Rollers are "nice", but quite expensive. Nothing wrong with flat-tappet cams today, or the oil. Add a can of Lucas Stabilizer or STP during "run-in" and everything is okay. When it comes to "run-in", when all else fails, follow instructions. That is, leave the inner valve springs out for initial run. Keep revs over 2,000 for 15-20 minutes. Once the wear pattern is established, it will be fine.

The Pontiac, particularly at lower performance levels, responds very well to XE cams. Similar reports with VooDoo. New valve springs are called for, appropriate for the new cam chosen. We've used both XE250H and XE256H in 350s with VERY happy customers. Anything larger would move it "up" the scale of performance builds.

Whether or not debris from a wiped out cam will "hurt" the engine s a crap-shoot. In an old engine, it's probably not a big deal, as the wear came gradually. A "fresh" engine that wiped a cam will have some "big chunks". It's always prudent to disassemble and clean.

Forget putting a late model V8 in it, it will destroy the value of the car. Building the original 350 is not a bad proposition, especially if the car is "complete". '69s had TH350 trans, so it's a good basis for a snappy "fun" car. If you want a "hot rod", yes, 400 or bigger.

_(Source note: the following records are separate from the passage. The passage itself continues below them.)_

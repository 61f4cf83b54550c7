//! HTTP interface to the batch analyzer.
//!
//! ```text
//! GET /?urls=https://a.example/1,https://b.example/2
//! GET /health
//! ```
//!
//! The analysis response is a JSON array with one `{url, status, rate,
//! words_count}` record per requested URL, in request order. Requests over the
//! configured URL limit, or without `urls`, get a 400 with an `error` message.
//!
//! Each request owns a cancellation token. It fires when the client goes
//! away (the handler future is dropped) or when the optional request deadline
//! passes; unfinished articles then end with `TIMEOUT_ERROR`.

use crate::error::AppError;
use crate::models::OutcomeRecord;
use crate::pipeline::Analyzer;
use axum::{
    Json, Router,
    extract::{Query, State},
    http::StatusCode,
    response::{IntoResponse, Response},
    routing::get,
};
use serde::Deserialize;
use serde_json::json;
use std::sync::Arc;
use std::time::Duration;
use thiserror::Error;
use tokio_util::sync::CancellationToken;
use tracing::{info, instrument, warn};

/// State shared by all handlers.
#[derive(Clone)]
pub struct AppState {
    pub analyzer: Arc<Analyzer>,
    pub max_urls: usize,
    pub request_timeout: Option<Duration>,
}

#[derive(Debug, Deserialize)]
pub struct AnalyzeParams {
    pub urls: Option<String>,
}

/// Request-level validation failures.
#[derive(Debug, Error)]
pub enum ApiError {
    #[error("urls query parameter is required")]
    MissingUrls,

    #[error("too many urls in request, should be {limit} or less")]
    TooManyUrls { limit: usize },
}

impl IntoResponse for ApiError {
    fn into_response(self) -> Response {
        (
            StatusCode::BAD_REQUEST,
            Json(json!({ "error": self.to_string() })),
        )
            .into_response()
    }
}

/// Split the comma-separated `urls` parameter, trimming entries and
/// dropping empty ones.
pub fn parse_urls(raw: &str) -> Vec<String> {
    raw.split(',')
        .map(str::trim)
        .filter(|url| !url.is_empty())
        .map(str::to_string)
        .collect()
}

#[instrument(level = "info", skip_all)]
async fn analyze_handler(
    State(state): State<AppState>,
    Query(params): Query<AnalyzeParams>,
) -> Result<Json<Vec<OutcomeRecord>>, ApiError> {
    let urls = params
        .urls
        .as_deref()
        .map(parse_urls)
        .filter(|urls| !urls.is_empty())
        .ok_or(ApiError::MissingUrls)?;
    if urls.len() > state.max_urls {
        warn!(requested = urls.len(), limit = state.max_urls, "Rejected oversized request");
        return Err(ApiError::TooManyUrls {
            limit: state.max_urls,
        });
    }
    info!(urls = urls.len(), "Analyze request");

    let cancel = CancellationToken::new();
    let _cancel_on_disconnect = cancel.clone().drop_guard();
    if let Some(limit) = state.request_timeout {
        let deadline = cancel.clone();
        tokio::spawn(async move {
            tokio::select! {
                _ = deadline.cancelled() => {}
                _ = tokio::time::sleep(limit) => {
                    warn!(?limit, "Request deadline passed; cancelling unfinished articles");
                    deadline.cancel();
                }
            }
        });
    }

    let outcomes = state.analyzer.analyze(urls, &cancel).await;
    Ok(Json(outcomes.iter().map(OutcomeRecord::public).collect()))
}

pub fn router(state: AppState) -> Router {
    Router::new()
        .route("/", get(analyze_handler))
        .route("/health", get(|| async { "OK" }))
        .with_state(state)
}

/// Bind `addr` and serve until the process is stopped.
#[instrument(level = "info", skip(state))]
pub async fn serve(state: AppState, addr: &str) -> Result<(), AppError> {
    let listener = tokio::net::TcpListener::bind(addr).await?;
    info!(addr = %listener.local_addr()?, "Listening");
    axum::serve(listener, router(state)).await?;
    Ok(())
}
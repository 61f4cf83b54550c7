//! YAML configuration.
//!
//! Every field has a default, so an absent file and an empty file behave the
//! same. Values are validated once at load time; afterwards durations are
//! read through the typed accessors.

use crate::error::ConfigError;
use crate::scrapers::article::HtmlSanitizer;
use crate::text::morphology::MorphologyKind;
use serde::{Deserialize, Serialize};
use std::path::PathBuf;
use std::time::Duration;
use tracing::{info, instrument};

#[derive(Debug, Clone, Serialize, Deserialize)]
#[serde(default, deny_unknown_fields)]
pub struct AppConfig {
    /// Word list of negatively charged terms, one or more per line.
    pub negative_words_path: PathBuf,
    /// Word list of positively charged terms.
    pub positive_words_path: PathBuf,
    /// Budget for tokenizing a single article.
    pub tokenize_timeout_secs: f64,
    /// Client-side timeout for a single page download.
    pub fetch_timeout_secs: f64,
    pub user_agent: String,
    /// CSS selectors locating the article body, tried in order.
    pub article_selectors: Vec<String>,
    pub morphology: MorphologyKind,
    /// Upper bound on URLs accepted by one HTTP request.
    pub max_urls_per_request: usize,
    /// Deadline for a whole HTTP request; unset means no deadline.
    pub request_timeout_secs: Option<f64>,
    pub bind_addr: String,
}

impl Default for AppConfig {
    fn default() -> Self {
        Self {
            negative_words_path: PathBuf::from("charged_dict/negative_words.txt"),
            positive_words_path: PathBuf::from("charged_dict/positive_words.txt"),
            tokenize_timeout_secs: 3.0,
            fetch_timeout_secs: 10.0,
            user_agent: concat!(env!("CARGO_PKG_NAME"), "/", env!("CARGO_PKG_VERSION")).to_string(),
            article_selectors: vec!["article".to_string()],
            morphology: MorphologyKind::default(),
            max_urls_per_request: 10,
            request_timeout_secs: None,
            bind_addr: "127.0.0.1:8000".to_string(),
        }
    }
}

fn seconds(field: &'static str, value: f64) -> Result<Duration, ConfigError> {
    Duration::try_from_secs_f64(value).map_err(|e| ConfigError::Invalid {
        field,
        reason: format!("{value} is not a valid number of seconds: {e}"),
    })
}

impl AppConfig {
    pub fn validate(&self) -> Result<(), ConfigError> {
        seconds("tokenize_timeout_secs", self.tokenize_timeout_secs)?;
        seconds("fetch_timeout_secs", self.fetch_timeout_secs)?;
        if let Some(limit) = self.request_timeout_secs {
            seconds("request_timeout_secs", limit)?;
        }
        HtmlSanitizer::new(&self.article_selectors)?;
        if self.max_urls_per_request == 0 {
            return Err(ConfigError::Invalid {
                field: "max_urls_per_request",
                reason: "must be at least 1".to_string(),
            });
        }
        Ok(())
    }

    pub fn tokenize_timeout(&self) -> Duration {
        Duration::try_from_secs_f64(self.tokenize_timeout_secs).unwrap_or_default()
    }

    pub fn fetch_timeout(&self) -> Duration {
        Duration::try_from_secs_f64(self.fetch_timeout_secs).unwrap_or_default()
    }

    pub fn request_timeout(&self) -> Option<Duration> {
        self.request_timeout_secs
            .and_then(|secs| Duration::try_from_secs_f64(secs).ok())
    }
}

/// Parse and validate a YAML config document.
pub fn parse_config(path: &str, yaml: &str) -> Result<AppConfig, ConfigError> {
    // serde_yaml rejects an empty document for a struct
    let config: AppConfig = if yaml.trim().is_empty() {
        AppConfig::default()
    } else {
        serde_yaml::from_str(yaml).map_err(|source| ConfigError::Parse {
            path: path.to_string(),
            source,
        })?
    };
    config.validate()?;
    Ok(config)
}

/// Load the config file at `path`, or the defaults when no path is given.
#[instrument(level = "info")]
pub async fn load_config(path: Option<&str>) -> Result<AppConfig, ConfigError> {
    let Some(path) = path else {
        info!("No config file given; using defaults");
        return Ok(AppConfig::default());
    };
    let yaml = tokio::fs::read_to_string(path)
        .await
        .map_err(|source| ConfigError::Read {
            path: path.to_string(),
            source,
        })?;
    let config = parse_config(path, &yaml)?;
    info!(path, "Loaded configuration");
    Ok(config)
}

#[cfg(test)]
mod tests {
    use super::*;
    use std::io::Write;

    #[test]
    fn test_defaults_are_valid() {
        let config = AppConfig::default();
        config.validate().unwrap();
        assert_eq!(config.tokenize_timeout(), Duration::from_secs(3));
        assert_eq!(config.max_urls_per_request, 10);
        assert_eq!(config.request_timeout(), None);
        assert_eq!(config.morphology, MorphologyKind::Russian);
    }

    #[test]
    fn test_partial_yaml_keeps_defaults() {
        let yaml = r#"
tokenize_timeout_secs: 0.5
morphology: english
article_selectors:
  - "article.article"
  - "main"
"#;
        let config = parse_config("inline", yaml).unwrap();
        assert_eq!(config.tokenize_timeout(), Duration::from_millis(500));
        assert_eq!(config.morphology, MorphologyKind::English);
        assert_eq!(config.article_selectors, vec!["article.article", "main"]);
        assert_eq!(config.bind_addr, "127.0.0.1:8000");
    }

    #[test]
    fn test_example_config_parses() {
        let yaml = include_str!("../config.example.yaml");
        let config = parse_config("config.example.yaml", yaml).unwrap();
        assert_eq!(config.tokenize_timeout(), Duration::from_secs(3));
        assert_eq!(config.morphology, MorphologyKind::Russian);
    }

    #[test]
    fn test_empty_yaml_is_default() {
        let config = parse_config("inline", "").unwrap();
        assert_eq!(config.max_urls_per_request, 10);
    }

    #[test]
    fn test_negative_timeout_rejected() {
        let err = parse_config("inline", "tokenize_timeout_secs: -1").unwrap_err();
        assert!(matches!(
            err,
            ConfigError::Invalid {
                field: "tokenize_timeout_secs",
                ..
            }
        ));
    }

    #[test]
    fn test_zero_url_limit_rejected() {
        let err = parse_config("inline", "max_urls_per_request: 0").unwrap_err();
        assert!(matches!(
            err,
            ConfigError::Invalid {
                field: "max_urls_per_request",
                ..
            }
        ));
    }

    #[test]
    fn test_bad_selector_rejected() {
        let err = parse_config("inline", "article_selectors: [\"div[[\"]").unwrap_err();
        assert!(matches!(
            err,
            ConfigError::Invalid {
                field: "article_selectors",
                ..
            }
        ));
        assert!(parse_config("inline", "article_selectors: []").is_err());
    }

    #[test]
    fn test_unknown_field_rejected() {
        let err = parse_config("inline", "tokenise_timeout: 3").unwrap_err();
        assert!(matches!(err, ConfigError::Parse { .. }));
    }

    #[tokio::test]
    async fn test_load_config_from_file() {
        let mut file = tempfile::NamedTempFile::new().unwrap();
        writeln!(file, "request_timeout_secs: 20\nbind_addr: \"0.0.0.0:9000\"").unwrap();
        let path = file.path().to_str().unwrap();

        let config = load_config(Some(path)).await.unwrap();
        assert_eq!(config.request_timeout(), Some(Duration::from_secs(20)));
        assert_eq!(config.bind_addr, "0.0.0.0:9000");
    }

    #[tokio::test]
    async fn test_load_config_missing_file() {
        let err = load_config(Some("/nonexistent/config.yaml")).await.unwrap_err();
        assert!(matches!(err, ConfigError::Read { .. }));
    }

    #[tokio::test]
    async fn test_load_config_without_path() {
        let config = load_config(None).await.unwrap();
        assert_eq!(config.article_selectors, vec!["article"]);
    }
}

Most engine families use a retainer plate to control camshaft end-play, unlike Chevy and a couple others (Olds, B/RB Dodge). While I understand the desire to hhelp, please understand, each engine family has it's own strengths and weaknesses. What "works" in a Chevy small block may or may not "work" in the Pontiac. In this case, it's "apples to donuts".

Best advice is to familiarize yourself with the Pontiac as an independent "entity". The old HO-Racing and Pete McCarthy books are good. In '04, Jim Hand's "How To Build Max-performance Pontiac V8s", published by SA Designs, was released. Good book.

FWIW


Jim

Last edited by Mr. P-Body; 07-21-2013 at 09:10 AM. Reason: spelling...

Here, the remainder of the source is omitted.